[Stored items]
*** Begin section ***
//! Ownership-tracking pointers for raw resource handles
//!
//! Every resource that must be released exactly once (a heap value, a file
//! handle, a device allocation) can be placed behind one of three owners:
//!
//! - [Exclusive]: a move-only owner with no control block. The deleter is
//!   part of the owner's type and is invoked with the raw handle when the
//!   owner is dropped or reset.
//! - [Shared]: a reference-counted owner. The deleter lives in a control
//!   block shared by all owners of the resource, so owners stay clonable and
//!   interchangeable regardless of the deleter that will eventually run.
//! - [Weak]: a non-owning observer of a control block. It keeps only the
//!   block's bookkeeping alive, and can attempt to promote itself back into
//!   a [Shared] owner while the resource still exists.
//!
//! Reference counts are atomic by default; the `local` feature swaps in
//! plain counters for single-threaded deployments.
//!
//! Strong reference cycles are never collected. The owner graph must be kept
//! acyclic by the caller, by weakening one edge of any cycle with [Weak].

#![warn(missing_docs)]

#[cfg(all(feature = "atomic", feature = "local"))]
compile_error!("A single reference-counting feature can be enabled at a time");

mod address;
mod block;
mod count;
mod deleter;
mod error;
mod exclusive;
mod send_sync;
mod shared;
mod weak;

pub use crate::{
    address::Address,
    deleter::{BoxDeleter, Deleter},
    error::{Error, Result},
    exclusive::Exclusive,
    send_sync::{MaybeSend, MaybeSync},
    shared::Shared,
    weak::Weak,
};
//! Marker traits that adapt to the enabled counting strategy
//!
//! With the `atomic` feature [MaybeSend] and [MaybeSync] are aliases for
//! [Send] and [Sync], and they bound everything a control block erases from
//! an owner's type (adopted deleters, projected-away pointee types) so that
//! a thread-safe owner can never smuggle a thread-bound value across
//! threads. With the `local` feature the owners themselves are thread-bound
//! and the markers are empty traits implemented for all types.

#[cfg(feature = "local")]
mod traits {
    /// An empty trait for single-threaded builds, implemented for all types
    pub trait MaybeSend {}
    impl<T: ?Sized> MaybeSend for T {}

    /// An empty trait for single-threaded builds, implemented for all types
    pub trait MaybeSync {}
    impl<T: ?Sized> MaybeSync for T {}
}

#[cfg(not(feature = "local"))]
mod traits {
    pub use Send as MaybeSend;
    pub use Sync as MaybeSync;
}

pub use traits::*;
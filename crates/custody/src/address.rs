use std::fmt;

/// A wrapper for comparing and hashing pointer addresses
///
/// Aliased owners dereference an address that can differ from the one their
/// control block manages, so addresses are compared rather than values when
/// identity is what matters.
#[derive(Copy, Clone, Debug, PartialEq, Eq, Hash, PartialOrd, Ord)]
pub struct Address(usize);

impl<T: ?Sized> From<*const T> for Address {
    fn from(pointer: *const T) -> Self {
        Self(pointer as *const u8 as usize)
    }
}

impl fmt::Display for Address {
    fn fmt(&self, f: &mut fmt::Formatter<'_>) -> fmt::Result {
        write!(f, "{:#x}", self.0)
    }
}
*** End section ***
*** Begin section ***
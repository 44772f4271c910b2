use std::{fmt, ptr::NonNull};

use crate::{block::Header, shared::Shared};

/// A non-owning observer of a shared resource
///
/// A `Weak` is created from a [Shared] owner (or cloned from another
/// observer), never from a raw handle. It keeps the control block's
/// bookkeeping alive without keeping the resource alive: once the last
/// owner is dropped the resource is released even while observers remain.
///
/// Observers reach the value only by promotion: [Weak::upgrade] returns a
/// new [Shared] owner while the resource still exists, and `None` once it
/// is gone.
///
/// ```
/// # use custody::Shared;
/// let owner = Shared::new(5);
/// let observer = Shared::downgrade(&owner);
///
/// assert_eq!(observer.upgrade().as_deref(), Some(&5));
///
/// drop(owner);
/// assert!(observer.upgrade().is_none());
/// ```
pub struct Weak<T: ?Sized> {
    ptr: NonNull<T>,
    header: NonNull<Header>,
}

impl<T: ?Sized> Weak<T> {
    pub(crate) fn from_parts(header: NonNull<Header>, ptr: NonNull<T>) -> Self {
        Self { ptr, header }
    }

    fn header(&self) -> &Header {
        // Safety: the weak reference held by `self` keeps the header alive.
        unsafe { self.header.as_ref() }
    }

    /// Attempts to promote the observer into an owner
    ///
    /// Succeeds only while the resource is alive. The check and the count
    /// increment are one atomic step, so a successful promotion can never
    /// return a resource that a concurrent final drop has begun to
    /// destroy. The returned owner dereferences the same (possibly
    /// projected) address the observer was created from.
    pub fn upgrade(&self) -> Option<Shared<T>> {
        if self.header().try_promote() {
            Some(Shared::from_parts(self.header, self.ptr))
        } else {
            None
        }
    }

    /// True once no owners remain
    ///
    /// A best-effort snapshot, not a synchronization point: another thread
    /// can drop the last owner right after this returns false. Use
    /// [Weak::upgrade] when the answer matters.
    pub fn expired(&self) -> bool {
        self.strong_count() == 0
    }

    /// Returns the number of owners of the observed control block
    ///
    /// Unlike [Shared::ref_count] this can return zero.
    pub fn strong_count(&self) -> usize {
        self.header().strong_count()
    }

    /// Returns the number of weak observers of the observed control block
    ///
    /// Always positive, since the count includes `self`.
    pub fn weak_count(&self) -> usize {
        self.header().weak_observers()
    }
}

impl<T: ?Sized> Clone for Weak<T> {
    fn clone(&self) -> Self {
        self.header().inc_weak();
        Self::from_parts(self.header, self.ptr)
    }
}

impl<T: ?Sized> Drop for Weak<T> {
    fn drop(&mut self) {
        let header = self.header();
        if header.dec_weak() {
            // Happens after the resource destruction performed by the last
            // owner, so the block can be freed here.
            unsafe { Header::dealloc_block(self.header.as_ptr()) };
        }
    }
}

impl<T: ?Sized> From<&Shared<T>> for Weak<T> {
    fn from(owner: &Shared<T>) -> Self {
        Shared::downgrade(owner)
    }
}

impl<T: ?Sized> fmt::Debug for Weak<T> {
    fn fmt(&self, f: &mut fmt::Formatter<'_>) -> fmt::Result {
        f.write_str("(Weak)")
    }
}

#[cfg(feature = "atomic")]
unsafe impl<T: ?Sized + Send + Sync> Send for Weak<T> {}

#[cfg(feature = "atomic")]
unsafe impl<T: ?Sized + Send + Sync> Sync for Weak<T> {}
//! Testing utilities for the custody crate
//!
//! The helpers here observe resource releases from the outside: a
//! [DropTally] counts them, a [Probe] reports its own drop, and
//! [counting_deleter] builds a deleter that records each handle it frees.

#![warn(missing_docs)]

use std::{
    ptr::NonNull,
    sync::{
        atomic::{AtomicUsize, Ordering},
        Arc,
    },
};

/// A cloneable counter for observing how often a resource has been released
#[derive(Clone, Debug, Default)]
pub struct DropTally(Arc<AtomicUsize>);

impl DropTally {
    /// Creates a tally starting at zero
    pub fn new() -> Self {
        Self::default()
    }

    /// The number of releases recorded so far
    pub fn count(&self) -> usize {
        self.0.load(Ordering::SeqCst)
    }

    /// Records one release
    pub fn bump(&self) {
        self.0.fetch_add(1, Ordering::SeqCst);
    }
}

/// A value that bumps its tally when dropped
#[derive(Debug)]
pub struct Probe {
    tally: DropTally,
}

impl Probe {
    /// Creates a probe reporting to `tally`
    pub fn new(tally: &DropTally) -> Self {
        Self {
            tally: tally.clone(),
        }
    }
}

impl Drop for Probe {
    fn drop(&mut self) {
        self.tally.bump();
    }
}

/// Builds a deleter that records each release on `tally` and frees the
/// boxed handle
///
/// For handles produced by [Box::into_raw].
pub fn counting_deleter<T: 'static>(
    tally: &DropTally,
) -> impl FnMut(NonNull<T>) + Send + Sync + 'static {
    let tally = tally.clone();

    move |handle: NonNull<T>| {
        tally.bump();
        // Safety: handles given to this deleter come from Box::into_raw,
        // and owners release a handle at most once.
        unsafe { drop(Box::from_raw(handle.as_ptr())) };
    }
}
*** End section ***
### What you should do
Copy out each line of the data above, exactly, if it lies between the line holding "raw resource handles" and the line holding "in a control", inclusive; copy no other line.

### Output
//! Ownership-tracking pointers for raw resource handles
//!
//! Every resource that must be released exactly once (a heap value, a file
//! handle, a device allocation) can be placed behind one of three owners:
//!
//! - [Exclusive]: a move-only owner with no control block. The deleter is
//!   part of the owner's type and is invoked with the raw handle when the
//!   owner is dropped or reset.
//! - [Shared]: a reference-counted owner. The deleter lives in a control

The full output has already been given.